Development of a minimum set of molecular markers to distinguish accessions provides the basis for future evaluation of existing new A. bisporus resources. An accumulation curve, in which SNP loci from the 70 CAPS markers were randomly identified and calculated [34], was used to determine the minimum number of loci required to distinguish between accessions. This approach can be extended to determine minimum marker numbers for future applications. In this study, 10 SNP markers were sufficient to distinguish 41 A. bisporus accessions. Previous research also developed minimum marker sets for accession differentiation: SSR markers were used to distinguish all accessions by using 4 of 26 accessions [10] and 6 of 171 accessions [11]. Discrimination using SNP markers tends to require more markers, and distinguish fewer accessions, than SSR markers. SNP markers may therefore be less efficient when examining large numbers of accessions; however, linkages determined using SNP markers may be more stable than linkages established using SSR markers.

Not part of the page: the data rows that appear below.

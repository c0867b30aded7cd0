use web_sys::{Document, Element, Range, Selection, Window};

use crate::{
    error::Error,
    geometry::{Point, Rect},
};

use super::INSIDE_MARGIN;

/// Zero-width space, so the probe has a line box but no visible width.
const PROBE_TEXT: &str = "\u{200B}";

/// A temporary `<span>` inserted at the caret to force a layout box.
///
/// Dropping the probe removes the span and puts the user's selection back,
/// whether or not the insertion succeeded.
struct CaretProbe<'a> {
    selection: &'a Selection,
    original: &'a Range,
    span: Element,
}

impl<'a> CaretProbe<'a> {
    fn new(
        document: &Document,
        selection: &'a Selection,
        original: &'a Range,
    ) -> Result<Self, Error> {
        let span = document.create_element("span")?;
        span.set_text_content(Some(PROBE_TEXT));
        Ok(Self {
            selection,
            original,
            span,
        })
    }

    /// Inserts the span at `range` and returns its box.
    fn measure(&self, range: &Range) -> Result<Rect, Error> {
        range.insert_node(&self.span)?;
        Ok(Rect::from(self.span.get_bounding_client_rect()))
    }
}

impl Drop for CaretProbe<'_> {
    fn drop(&mut self) {
        self.span.remove();
        if let Err(err) = self
            .selection
            .remove_all_ranges()
            .and_then(|_| self.selection.add_range(self.original))
        {
            log::warn!("failed to restore the selection: {err:?}");
        }
    }
}

/// Finds the caret of a contenteditable element from the document selection.
pub(crate) fn locate(window: &Window, document: &Document, element: &Element) -> Option<Point> {
    let selection = window.get_selection().ok()??;
    if selection.range_count() == 0 {
        return None;
    }
    let original = selection.get_range_at(0).ok()?.clone_range();
    let range = original.clone_range();
    range.collapse_with_to_start(true);

    let rect = client_rect(&range)
        .or_else(|| bounding_rect(&range))
        .or_else(|| match probe_rect(document, &selection, &original, &range) {
            Ok(rect) => rect,
            Err(err) => {
                log::trace!("caret probe failed: {err}");
                None
            }
        })?;

    let bounds = Rect::from(element.get_bounding_client_rect());
    if !rect.is_near(&bounds, INSIDE_MARGIN) {
        log::trace!("caret {rect:?} is outside of {bounds:?}");
        return None;
    }
    Some(rect.caret_anchor())
}

/// First client rect of the collapsed range.
fn client_rect(range: &Range) -> Option<Rect> {
    range
        .get_client_rects()?
        .get(0)
        .map(Rect::from)
        .filter(Rect::is_usable)
}

/// Bounding rect of the collapsed range.
fn bounding_rect(range: &Range) -> Option<Rect> {
    Some(Rect::from(range.get_bounding_client_rect())).filter(Rect::is_usable)
}

/// Box of a temporary marker inserted at the range.
fn probe_rect(
    document: &Document,
    selection: &Selection,
    original: &Range,
    range: &Range,
) -> Result<Option<Rect>, Error> {
    let probe = CaretProbe::new(document, selection, original)?;
    let rect = probe.measure(range)?;
    Ok(Some(rect).filter(Rect::is_usable))
}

Currently, studies using SNP markers in button mushrooms focus on the evaluation of accessions by direct comparison of SNPs by sequencing or through QTL mapping related to characteristics such as mushroom color and robustness [13,14,15,16]. Advances in genomic analysis have facilitated the efficient use of SSR and SNP markers for population genetic studies of accession collections. However, studies of genetic diversity and population structure using CAPS markers in mushrooms are limited. The SNP markers developed in this study will facilitate the comparison and evaluation of existing A. bisporus accessions and will provide the basis of future analysis and management of new accessions.

5. Conclusions

Consumer demand for new button mushroom varieties has increased alongside the recent growth of the mushroom industry. Optimal selection of breeding materials through the evaluation and management of accession collections is important for the development of new varieties. Several molecular markers have been used to evaluate crops with restrictive genotypes, such as button mushrooms. Of these, SNP markers are widely used for association mapping, accession discrimination, and analysis of genetic diversity and population structure. However, only limited numbers of molecular markers are available to support A. bisporus breeding strategies. In this study, a set of 70 CAPS markers was developed to analyze the diversity and population structure of 41 A. bisporus accessions. Of the 70 markers, a set of 10 minimum markers was identified that was able to identify all 41 A. bisporus accessions. The developed CAPS markers will be useful for analysis of button mushroom diversity and population structures, and will also be useful for variety identification.